■ Prompt:
Give back the full data character for character.

■ Records to use:
Start of Block

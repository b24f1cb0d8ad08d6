use sqlx::postgres::{PgPool, PgPoolOptions};

use crate::auth::hash_password;
use crate::config::BootstrapAdmin;
use crate::models::Role;

pub async fn connect_pg(database_url: &str, max_connections: u32) -> anyhow::Result<PgPool> {
    let pool = PgPoolOptions::new()
        .max_connections(max_connections)
        .connect(database_url)
        .await?;
    Ok(pool)
}

pub async fn run_migrations(pool: &PgPool) -> anyhow::Result<()> {
    sqlx::migrate!("./migrations").run(pool).await?;
    tracing::info!("database migrations applied");
    Ok(())
}

/// Creates the configured administrator unless the username is taken.
/// Safe to run on every start.
pub async fn bootstrap_admin(pool: &PgPool, admin: &BootstrapAdmin) -> anyhow::Result<()> {
    let password_hash = hash_password(&admin.password)?;

    let inserted = sqlx::query(
        r#"
        INSERT INTO usuario (username, display_name, password_hash, role, is_active)
        VALUES ($1, $1, $2, $3, true)
        ON CONFLICT (username) DO NOTHING
        "#,
    )
    .bind(&admin.username)
    .bind(password_hash)
    .bind(Role::Admin)
    .execute(pool)
    .await?
    .rows_affected();

    if inserted > 0 {
        tracing::info!(username = %admin.username, "bootstrap administrator created");
    } else {
        tracing::debug!(username = %admin.username, "bootstrap administrator already present");
    }
    Ok(())
}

End of Block

■ Exercise response:
repository b24f1cb0d8ad08d6
use sqlx::postgres::{PgPool, PgPoolOptions};

use crate::auth::hash_password;
use crate::config::BootstrapAdmin;
use crate::models::Role;

pub async fn connect_pg(database_url: &str, max_connections: u32) -> anyhow::Result<PgPool> {
    let pool = PgPoolOptions::new()
        .max_connections(max_connections)
        .connect(database_url)
        .await?;
    Ok(pool)
}

pub async fn run_migrations(pool: &PgPool) -> anyhow::Result<()> {
    sqlx::migrate!("./migrations").run(pool).await?;
    tracing::info!("database migrations applied");
    Ok(())
}

/// Creates the configured administrator unless the username is taken.
/// Safe to run on every start.
pub async fn bootstrap_admin(pool: &PgPool, admin: &BootstrapAdmin) -> anyhow::Result<()> {
    let password_hash = hash_password(&admin.password)?;

    let inserted = sqlx::query(
        r#"
        INSERT INTO usuario (username, display_name, password_hash, role, is_active)
        VALUES ($1, $1, $2, $3, true)
        ON CONFLICT (username) DO NOTHING
        "#,
    )
    .bind(&admin.username)
    .bind(password_hash)
    .bind(Role::Admin)
    .execute(pool)
    .await?
    .rows_affected();

    if inserted > 0 {
        tracing::info!(username = %admin.username, "bootstrap administrator created");
    } else {
        tracing::debug!(username = %admin.username, "bootstrap administrator already present");
    }
    Ok(())
}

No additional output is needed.